Your assignment
Could you copy each line of the listing below that has the word "collect"?

Given records
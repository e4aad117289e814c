//! Cleaning throughput benchmark.
//!
//! Reads a file of posts, one per line, and measures both cleaning
//! variants plus the full lexicon pipeline over every line.
//!
//! ## Usage
//!
//! ```bash
//! # All modes
//! ./target/release/tonal_bench /path/to/tweets.txt
//!
//! # One mode: classifier | lexicon | pipeline
//! ./target/release/tonal_bench /path/to/tweets.txt lexicon
//! ```
//!
//! ## Example Output
//!
//! ```text
//! === Lexicon cleaning ===
//! --------------------------------
//! Mode        : Lexicon
//! Elapsed     : 0.452 s
//! Throughput  : 41.18 MiB/s
//! Posts/sec   : 1_154_892
//! Tokens/sec  : 4_342_654
//! --------------------------------
//! ```
//!
//! Build with `--release`; the numbers are meaningless otherwise.

use std::env;
use std::fs;
use std::time::{Duration, Instant};

use tonal_core::analyzer::{TextNormalizer, Tokenizer};
use tonal_core::{LinguisticResources, SentimentPipeline};

const WARMUP_RUNS: usize = 1;
const MEASURE_RUNS: usize = 5;

fn main() -> std::io::Result<()> {
    let args: Vec<String> = env::args().collect();

    if args.len() < 2 {
        eprintln!("Usage: tonal_bench <path> [classifier|lexicon|pipeline]");
        std::process::exit(1);
    }

    let path = &args[1];
    let mode = args.get(2).map(String::as_str).unwrap_or("all");

    println!("Loading file...");
    let input = fs::read_to_string(path)?;
    let posts: Vec<&str> = input.lines().filter(|l| !l.trim().is_empty()).collect();

    println!("File size: {}", fmt_bytes(input.len() as u64));
    println!("Posts:     {}\n", fmt_count(posts.len() as u64));

    let resources = LinguisticResources::builtin();

    if matches!(mode, "all" | "classifier") {
        bench_clean("Classifier", &TextNormalizer::classifier(), &posts);
    }
    if matches!(mode, "all" | "lexicon") {
        bench_clean("Lexicon", &TextNormalizer::lexicon(&resources), &posts);
    }
    if matches!(mode, "all" | "pipeline") {
        bench_pipeline(&SentimentPipeline::builtin_lexicon(&resources), &posts);
    }

    Ok(())
}

fn bench_clean(label: &str, normalizer: &TextNormalizer, posts: &[&str]) {
    let mut out = String::with_capacity(256);

    println!("=== {} cleaning ===", label);

    let mut run = || {
        let mut tokens = 0u64;
        for post in posts {
            normalizer.normalize_into(post, &mut out);
            Tokenizer.tokenize(&out, |_t, _p| tokens += 1);
        }
        std::hint::black_box(tokens)
    };

    warmup(|| {
        run();
    });

    let mut tokens = 0u64;
    let elapsed = measure(|| {
        tokens = run();
    });

    print_perf(label, posts, elapsed, tokens);
}

fn bench_pipeline(pipeline: &SentimentPipeline, posts: &[&str]) {
    println!("=== Lexicon pipeline ===");

    let run = || {
        let mut labeled = 0u64;
        for post in posts {
            if pipeline.analyze(post).is_ok() {
                labeled += 1;
            }
        }
        std::hint::black_box(labeled)
    };

    warmup(|| {
        run();
    });

    let elapsed = measure(|| {
        run();
    });

    print_perf("Pipeline", posts, elapsed, 0);
}

fn warmup<F: FnMut()>(mut f: F) {
    for _ in 0..WARMUP_RUNS {
        f();
    }
}

fn measure<F: FnMut()>(mut f: F) -> Duration {
    let mut total = Duration::ZERO;

    for _ in 0..MEASURE_RUNS {
        let start = Instant::now();
        f();
        total += start.elapsed();
    }

    total / MEASURE_RUNS as u32
}

fn print_perf(label: &str, posts: &[&str], elapsed: Duration, tokens: u64) {
    let secs = elapsed.as_secs_f64();
    let bytes: usize = posts.iter().map(|p| p.len()).sum();
    let mib = bytes as f64 / (1024.0 * 1024.0);

    println!("--------------------------------");
    println!("Mode        : {}", label);
    println!("Elapsed     : {:.3} s", secs);
    println!("Throughput  : {:.2} MiB/s", mib / secs);
    println!(
        "Posts/sec   : {}",
        fmt_count((posts.len() as f64 / secs) as u64)
    );

    if tokens > 0 {
        println!("Tokens/sec  : {}", fmt_count((tokens as f64 / secs) as u64));
    }

    println!("--------------------------------\n");
}

fn fmt_bytes(b: u64) -> String {
    if b >= 1024 * 1024 * 1024 {
        format!("{:.2} GiB", b as f64 / (1024.0 * 1024.0 * 1024.0))
    } else if b >= 1024 * 1024 {
        format!("{:.2} MiB", b as f64 / (1024.0 * 1024.0))
    } else if b >= 1024 {
        format!("{:.2} KiB", b as f64 / 1024.0)
    } else {
        format!("{} B", b)
    }
}

fn fmt_count(n: u64) -> String {
    let s = n.to_string();
    let mut out = String::with_capacity(s.len() + s.len() / 3);

    for (i, ch) in s.chars().rev().enumerate() {
        if i > 0 && i % 3 == 0 {
            out.push('_');
        }
        out.push(ch);
    }

    out.chars().rev().collect()
}
//! Text analysis pipeline.
//!
//! This module provides the text processing components:
//! - **Normalizer**: Cleans raw text (URLs, mentions, hashtags, non-letters)
//! - **Tokenizer**: Splits cleaned text into words
//! - **Stopwords / Lemmatizer / Refiner**: Token refinement for lexicon scoring

pub mod lemmatizer;
pub mod normalizer;
pub mod refiner;
pub mod stopwords;
pub mod tokenizer;

pub use lemmatizer::Lemmatizer;
pub use normalizer::{NormalizerConfig, TextNormalizer};
pub use refiner::TokenRefiner;
pub use stopwords::StopwordFilter;
pub use tokenizer::Tokenizer;
impl ValenceLexicon {
    /// The compiled-in table.
    pub fn builtin() -> Self {
        Self::from_entries(BUILTIN.iter().copied())
    }

    /// Builds a lexicon from `(word, valence)` pairs. Words are lowercased.
    pub fn from_entries<'a, I>(entries: I) -> Self
    where
        I: IntoIterator<Item = (&'a str, f64)>,
    {
        let valences = entries
            .into_iter()
            .map(|(w, v)| (w.to_lowercase(), v))
            .collect();
        Self { valences }
    }

    /// Reads a VADER-format lexicon file.
    ///
    /// # Errors
    /// [`LoadError::Io`] when unreadable, [`LoadError::Resource`] for a line
    /// without a numeric second column.
    pub fn from_file(path: &Path) -> Result<Self, LoadError> {
        let text = fs::read_to_string(path).map_err(|e| LoadError::io(path, e))?;
        let mut valences = FxHashMap::default();

        for (idx, line) in text.lines().enumerate() {
            if line.trim().is_empty() || line.starts_with('#') {
                continue;
            }
            let mut fields = line.split('\t');
            let word = fields.next().unwrap_or_default().trim();
            let valence = fields
                .next()
                .and_then(|v| v.trim().parse::<f64>().ok())
                .filter(|v| v.is_finite());

            match valence {
                Some(v) if !word.is_empty() => {
                    valences.insert(word.to_lowercase(), v);
                }
                _ => {
                    return Err(LoadError::Resource {
                        path: path.to_path_buf(),
                        line: idx + 1,
                        reason: "expected '<token>\\t<valence>'".to_string(),
                    })
                }
            }
        }

        debug!(path = %path.display(), entries = valences.len(), "read valence lexicon");
        Ok(Self { valences })
    }

    /// Number of entries.
    pub fn len(&self) -> usize {
        self.valences.len()
    }

    /// True when no word carries a valence.
    pub fn is_empty(&self) -> bool {
        self.valences.is_empty()
    }

    /// Valence of a lowercase word.
    #[inline]
    pub fn valence(&self, word: &str) -> Option<f64> {
        self.valences.get(word).copied()
    }

    /// All words with a valence.
    pub fn words(&self) -> impl Iterator<Item = &str> + '_ {
        self.valences.keys().map(String::as_str)
    }

    /// Scores `text`.
    ///
    /// Returns 0.0 for text without any lexicon hit.
    pub fn compound(&self, text: &str) -> f64 {
        let words: Vec<&str> = text
            .split_whitespace()
            .map(strip_punctuation)
            .filter(|w| w.chars().count() > 1)
            .collect();
        if words.is_empty() {
            return 0.0;
        }

        let lower: Vec<String> = words.iter().map(|w| w.to_lowercase()).collect();
        let cap_diff = mixed_caps(&words);

        let mut sentiments = Vec::with_capacity(words.len());
        for i in 0..words.len() {
            sentiments.push(self.word_valence(i, &words, &lower, cap_diff));
        }

        but_check(&lower, &mut sentiments);

        let mut sum: f64 = sentiments.iter().sum();
        let emphasis = punctuation_emphasis(text);
        if sum > 0.0 {
            sum += emphasis;
        } else if sum < 0.0 {
            sum -= emphasis;
        }

        round4(normalize(sum))
    }

    fn word_valence(&self, i: usize, words: &[&str], lower: &[String], cap_diff: bool) -> f64 {
        let item = lower[i].as_str();
        if booster(item).is_some() {
            return 0.0;
        }
        if item == "kind" && lower.get(i + 1).is_some_and(|w| w == "of") {
            return 0.0;
        }
        let Some(mut valence) = self.valence(item) else {
            return 0.0;
        };

        if cap_diff && is_upper(words[i]) {
            valence += C_INCR.copysign(valence);
        }

        for start in 0..3 {
            if i <= start {
                break;
            }
            let j = i - start - 1;
            if self.valence(&lower[j]).is_some() {
                continue;
            }

            let mut s = scalar_inc_dec(words[j], &lower[j], valence, cap_diff);
            if start == 1 {
                s *= 0.95;
            } else if start == 2 {
                s *= 0.9;
            }
            valence += s;
            valence = negation_check(valence, lower, start, i);
        }

        least_check(valence, lower, i, |w| self.valence(w).is_some())
    }
}

impl PolarityScorer for ValenceLexicon {
    fn polarity_compound(&self, text: &str) -> PolarityScore {
        PolarityScore::new(self.compound(text))
    }
}

fn booster(word: &str) -> Option<f64> {
    BOOSTERS.iter().find(|(w, _)| *w == word).map(|&(_, v)| v)
}

fn is_negated(word: &str) -> bool {
    NEGATIONS.contains(&word) || word.contains("n't")
}

/// Drops leading and trailing punctuation unless that leaves two characters
/// or fewer, so emoticons like `:)` survive.
fn strip_punctuation(token: &str) -> &str {
    let stripped = token.trim_matches(|c: char| c.is_ascii_punctuation());
    if stripped.chars().count() <= 2 {
        token
    } else {
        stripped
    }
}

fn is_upper(word: &str) -> bool {
    word.chars().any(char::is_alphabetic) && !word.chars().any(char::is_lowercase)
}

/// Some, but not all, words are in caps.
fn mixed_caps(words: &[&str]) -> bool {
    let upper = words.iter().filter(|w| is_upper(w)).count();
    upper > 0 && upper < words.len()
}

fn scalar_inc_dec(word: &str, lower: &str, valence: f64, cap_diff: bool) -> f64 {
    let Some(mut scalar) = booster(lower) else {
        return 0.0;
    };
    if valence < 0.0 {
        scalar = -scalar;
    }
    if cap_diff && is_upper(word) {
        if valence > 0.0 {
            scalar += C_INCR;
        } else {
            scalar -= C_INCR;
        }
    }
    scalar
}

fn negation_check(valence: f64, lower: &[String], start: usize, i: usize) -> f64 {
    let prev = |n: usize| lower[i - n].as_str();
    match start {
        0 => {
            if is_negated(prev(1)) {
                return valence * N_SCALAR;
            }
        }
        1 => {
            if prev(2) == "never" && matches!(prev(1), "so" | "this") {
                return valence * 1.25;
            }
            if prev(2) == "without" && prev(1) == "doubt" {
                return valence;
            }
            if is_negated(prev(2)) {
                return valence * N_SCALAR;
            }
        }
        _ => {
            if prev(3) == "never"
                && (matches!(prev(2), "so" | "this") || matches!(prev(1), "so" | "this"))
            {
                return valence * 1.25;
            }
            if prev(3) == "without" && (prev(2) == "doubt" || prev(1) == "doubt") {
                return valence;
            }
            if is_negated(prev(3)) {
                return valence * N_SCALAR;
            }
        }
    }
    valence
}

/// "least good" flips, "at least good" does not.
fn least_check(valence: f64, lower: &[String], i: usize, known: impl Fn(&str) -> bool) -> f64 {
    if i == 0 || lower[i - 1] != "least" || known(&lower[i - 1]) {
        return valence;
    }
    if i > 1 && matches!(lower[i - 2].as_str(), "at" | "very") {
        return valence;
    }
    valence * N_SCALAR
}

fn but_check(lower: &[String], sentiments: &mut [f64]) {
    let Some(pivot) = lower.iter().position(|w| w == "but") else {
        return;
    };
    for (k, s) in sentiments.iter_mut().enumerate() {
        if k < pivot {
            *s *= 0.5;
        } else if k > pivot {
            *s *= 1.5;
        }
    }
}

fn punctuation_emphasis(text: &str) -> f64 {
    let exclaims = text.matches('!').count().min(EXCLAIM_MAX);
    let questions = text.matches('?').count();
    let question_amp = match questions {
        0 | 1 => 0.0,
        2 | 3 => questions as f64 * QUESTION_WEIGHT,
        _ => QUESTION_MAX,
    };
    exclaims as f64 * EXCLAIM_WEIGHT + question_amp
}

fn normalize(score: f64) -> f64 {
    (score / (score * score + NORM_ALPHA).sqrt()).clamp(-1.0, 1.0)
}

fn round4(x: f64) -> f64 {
    (x * 10_000.0).round() / 10_000.0
}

Answer space
    let args: Vec<String> = env::args().collect();
    let posts: Vec<&str> = input.lines().filter(|l| !l.trim().is_empty()).collect();
    out.chars().rev().collect()
            .collect();
            .collect();
        let lower: Vec<String> = words.iter().map(|w| w.to_lowercase()).collect();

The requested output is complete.